(Entries taken from a collection)
=====

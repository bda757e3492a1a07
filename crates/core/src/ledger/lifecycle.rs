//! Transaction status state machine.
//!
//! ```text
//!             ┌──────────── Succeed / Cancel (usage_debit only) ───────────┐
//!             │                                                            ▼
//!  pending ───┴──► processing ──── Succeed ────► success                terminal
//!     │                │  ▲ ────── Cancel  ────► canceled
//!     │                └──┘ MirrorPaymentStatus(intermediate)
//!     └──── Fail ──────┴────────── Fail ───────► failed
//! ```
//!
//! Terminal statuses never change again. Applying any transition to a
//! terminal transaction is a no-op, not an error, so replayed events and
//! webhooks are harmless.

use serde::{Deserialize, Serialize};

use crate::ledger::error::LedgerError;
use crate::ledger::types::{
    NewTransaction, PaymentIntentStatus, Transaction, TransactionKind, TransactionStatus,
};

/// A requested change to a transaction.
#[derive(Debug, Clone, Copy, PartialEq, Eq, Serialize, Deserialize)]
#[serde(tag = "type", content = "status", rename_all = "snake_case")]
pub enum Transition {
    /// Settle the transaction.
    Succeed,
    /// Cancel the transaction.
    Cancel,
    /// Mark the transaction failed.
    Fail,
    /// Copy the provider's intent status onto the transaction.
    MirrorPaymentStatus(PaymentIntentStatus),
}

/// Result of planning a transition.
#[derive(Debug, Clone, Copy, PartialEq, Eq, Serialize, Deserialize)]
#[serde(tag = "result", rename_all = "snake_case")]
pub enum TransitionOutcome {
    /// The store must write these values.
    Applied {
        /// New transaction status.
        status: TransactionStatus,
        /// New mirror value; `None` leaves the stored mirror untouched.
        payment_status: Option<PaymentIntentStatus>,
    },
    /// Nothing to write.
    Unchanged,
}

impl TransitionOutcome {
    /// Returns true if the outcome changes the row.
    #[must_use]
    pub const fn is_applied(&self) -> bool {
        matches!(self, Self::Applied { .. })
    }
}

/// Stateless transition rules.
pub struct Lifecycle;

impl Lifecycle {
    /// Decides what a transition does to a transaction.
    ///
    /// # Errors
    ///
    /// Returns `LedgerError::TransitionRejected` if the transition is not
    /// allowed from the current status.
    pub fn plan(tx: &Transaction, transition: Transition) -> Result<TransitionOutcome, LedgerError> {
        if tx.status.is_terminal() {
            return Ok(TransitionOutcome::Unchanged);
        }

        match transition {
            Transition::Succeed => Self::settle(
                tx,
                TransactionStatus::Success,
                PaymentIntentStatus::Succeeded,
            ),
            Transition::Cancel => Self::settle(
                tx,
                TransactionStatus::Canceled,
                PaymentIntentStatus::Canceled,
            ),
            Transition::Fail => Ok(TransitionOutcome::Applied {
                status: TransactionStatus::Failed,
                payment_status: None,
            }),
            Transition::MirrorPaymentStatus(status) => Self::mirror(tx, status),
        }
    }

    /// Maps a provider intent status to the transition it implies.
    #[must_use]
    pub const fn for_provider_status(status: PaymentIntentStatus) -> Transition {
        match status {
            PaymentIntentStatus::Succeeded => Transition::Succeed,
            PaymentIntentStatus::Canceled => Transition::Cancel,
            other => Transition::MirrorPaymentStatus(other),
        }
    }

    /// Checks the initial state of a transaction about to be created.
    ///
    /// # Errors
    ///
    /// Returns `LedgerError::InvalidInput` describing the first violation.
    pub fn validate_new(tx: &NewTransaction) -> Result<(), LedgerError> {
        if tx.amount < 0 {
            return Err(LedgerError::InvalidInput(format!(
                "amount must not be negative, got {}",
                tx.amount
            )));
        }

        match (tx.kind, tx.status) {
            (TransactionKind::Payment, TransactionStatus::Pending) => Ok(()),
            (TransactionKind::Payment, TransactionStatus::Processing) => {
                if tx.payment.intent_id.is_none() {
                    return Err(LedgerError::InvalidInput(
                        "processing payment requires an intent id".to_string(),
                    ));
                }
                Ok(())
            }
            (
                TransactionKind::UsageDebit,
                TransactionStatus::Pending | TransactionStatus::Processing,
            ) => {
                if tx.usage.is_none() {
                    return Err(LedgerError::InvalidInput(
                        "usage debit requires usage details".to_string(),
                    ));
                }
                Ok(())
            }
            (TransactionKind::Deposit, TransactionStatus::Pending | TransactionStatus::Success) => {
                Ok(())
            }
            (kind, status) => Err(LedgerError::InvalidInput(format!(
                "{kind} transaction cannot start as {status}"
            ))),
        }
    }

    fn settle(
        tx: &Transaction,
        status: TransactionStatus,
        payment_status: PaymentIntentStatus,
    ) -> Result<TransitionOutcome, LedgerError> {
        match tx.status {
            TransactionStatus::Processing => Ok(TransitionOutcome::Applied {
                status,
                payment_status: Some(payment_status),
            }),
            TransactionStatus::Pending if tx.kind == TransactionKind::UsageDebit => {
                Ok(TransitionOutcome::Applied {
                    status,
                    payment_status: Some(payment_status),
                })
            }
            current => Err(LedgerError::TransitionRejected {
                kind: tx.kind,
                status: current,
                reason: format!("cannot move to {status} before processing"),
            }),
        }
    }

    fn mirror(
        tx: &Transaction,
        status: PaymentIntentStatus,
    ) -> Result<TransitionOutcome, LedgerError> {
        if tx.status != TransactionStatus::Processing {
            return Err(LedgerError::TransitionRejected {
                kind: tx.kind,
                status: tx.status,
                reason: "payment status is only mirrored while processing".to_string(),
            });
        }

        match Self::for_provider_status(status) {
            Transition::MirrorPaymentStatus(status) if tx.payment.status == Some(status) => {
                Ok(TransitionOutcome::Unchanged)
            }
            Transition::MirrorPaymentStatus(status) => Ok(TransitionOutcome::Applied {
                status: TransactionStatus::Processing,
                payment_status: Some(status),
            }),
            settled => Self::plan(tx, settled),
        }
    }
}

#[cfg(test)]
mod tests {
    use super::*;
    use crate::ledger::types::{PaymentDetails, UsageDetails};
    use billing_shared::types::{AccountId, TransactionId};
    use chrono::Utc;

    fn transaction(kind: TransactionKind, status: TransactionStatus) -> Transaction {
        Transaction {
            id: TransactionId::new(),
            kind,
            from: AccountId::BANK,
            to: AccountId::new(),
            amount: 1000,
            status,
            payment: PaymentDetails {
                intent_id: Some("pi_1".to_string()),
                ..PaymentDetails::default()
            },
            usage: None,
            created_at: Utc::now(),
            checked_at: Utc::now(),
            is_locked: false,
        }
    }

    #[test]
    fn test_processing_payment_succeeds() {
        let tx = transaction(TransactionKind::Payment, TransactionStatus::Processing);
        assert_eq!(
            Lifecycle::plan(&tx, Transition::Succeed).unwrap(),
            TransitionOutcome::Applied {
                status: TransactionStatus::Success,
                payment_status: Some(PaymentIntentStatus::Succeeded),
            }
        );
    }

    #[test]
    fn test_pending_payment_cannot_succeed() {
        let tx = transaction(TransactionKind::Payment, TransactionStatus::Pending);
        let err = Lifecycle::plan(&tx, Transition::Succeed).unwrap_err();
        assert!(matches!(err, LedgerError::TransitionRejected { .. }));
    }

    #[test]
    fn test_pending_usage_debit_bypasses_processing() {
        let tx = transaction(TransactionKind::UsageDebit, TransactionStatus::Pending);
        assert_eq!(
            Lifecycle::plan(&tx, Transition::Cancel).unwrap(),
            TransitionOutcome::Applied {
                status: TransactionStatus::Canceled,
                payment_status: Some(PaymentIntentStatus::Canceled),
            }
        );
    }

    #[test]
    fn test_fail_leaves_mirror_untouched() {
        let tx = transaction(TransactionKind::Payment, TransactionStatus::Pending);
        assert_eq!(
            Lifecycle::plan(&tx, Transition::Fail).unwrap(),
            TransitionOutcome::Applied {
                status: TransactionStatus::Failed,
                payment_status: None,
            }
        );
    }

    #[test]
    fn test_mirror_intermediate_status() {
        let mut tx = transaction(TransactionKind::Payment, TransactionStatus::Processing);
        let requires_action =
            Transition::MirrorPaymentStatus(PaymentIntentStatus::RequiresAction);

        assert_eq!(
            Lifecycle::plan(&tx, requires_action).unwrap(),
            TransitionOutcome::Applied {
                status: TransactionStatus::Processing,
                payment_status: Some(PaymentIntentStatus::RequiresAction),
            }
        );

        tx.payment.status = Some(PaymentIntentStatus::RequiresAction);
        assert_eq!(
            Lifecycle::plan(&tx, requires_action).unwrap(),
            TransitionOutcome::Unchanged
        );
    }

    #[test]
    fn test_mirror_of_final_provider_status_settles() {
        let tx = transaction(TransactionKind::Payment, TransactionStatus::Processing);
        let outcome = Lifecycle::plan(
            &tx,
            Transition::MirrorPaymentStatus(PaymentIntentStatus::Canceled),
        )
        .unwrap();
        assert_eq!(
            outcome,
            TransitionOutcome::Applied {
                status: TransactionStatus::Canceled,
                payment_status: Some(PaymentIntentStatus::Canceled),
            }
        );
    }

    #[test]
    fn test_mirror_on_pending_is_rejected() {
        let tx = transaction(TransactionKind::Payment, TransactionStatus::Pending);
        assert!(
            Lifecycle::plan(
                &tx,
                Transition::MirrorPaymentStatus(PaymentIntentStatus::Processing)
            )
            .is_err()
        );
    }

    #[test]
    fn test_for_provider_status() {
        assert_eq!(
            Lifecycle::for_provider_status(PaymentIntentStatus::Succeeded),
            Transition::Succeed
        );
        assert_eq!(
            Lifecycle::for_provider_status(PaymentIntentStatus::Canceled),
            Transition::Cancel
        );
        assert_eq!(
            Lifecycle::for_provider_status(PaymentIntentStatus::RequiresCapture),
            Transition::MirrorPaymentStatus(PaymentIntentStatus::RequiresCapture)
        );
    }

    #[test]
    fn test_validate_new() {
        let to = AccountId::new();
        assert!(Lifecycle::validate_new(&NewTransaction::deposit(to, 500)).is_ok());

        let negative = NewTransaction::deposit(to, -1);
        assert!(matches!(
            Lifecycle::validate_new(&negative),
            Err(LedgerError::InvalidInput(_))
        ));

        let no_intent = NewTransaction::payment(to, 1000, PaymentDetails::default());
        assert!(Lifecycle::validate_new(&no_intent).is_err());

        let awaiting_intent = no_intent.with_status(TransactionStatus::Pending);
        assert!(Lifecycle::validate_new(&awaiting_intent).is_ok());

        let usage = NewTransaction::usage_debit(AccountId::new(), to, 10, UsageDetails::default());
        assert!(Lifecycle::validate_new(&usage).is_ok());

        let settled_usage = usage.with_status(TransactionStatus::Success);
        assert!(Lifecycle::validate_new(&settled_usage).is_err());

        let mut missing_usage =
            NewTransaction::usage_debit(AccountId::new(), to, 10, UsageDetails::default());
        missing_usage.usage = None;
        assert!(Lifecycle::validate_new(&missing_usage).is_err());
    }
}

=====

■ YOUR OBJECTIVE
All that is needed is the line containing "assert!(Lifecycle::validate_new(&awaiting_intent).is_ok());" and each line after it to the end of the data above, set down exactly.

■ RESPONSE FOR THIS EXERCISE
        assert!(Lifecycle::validate_new(&awaiting_intent).is_ok());

        let usage = NewTransaction::usage_debit(AccountId::new(), to, 10, UsageDetails::default());
        assert!(Lifecycle::validate_new(&usage).is_ok());

        let settled_usage = usage.with_status(TransactionStatus::Success);
        assert!(Lifecycle::validate_new(&settled_usage).is_err());

        let mut missing_usage =
            NewTransaction::usage_debit(AccountId::new(), to, 10, UsageDetails::default());
        missing_usage.usage = None;
        assert!(Lifecycle::validate_new(&missing_usage).is_err());
    }
}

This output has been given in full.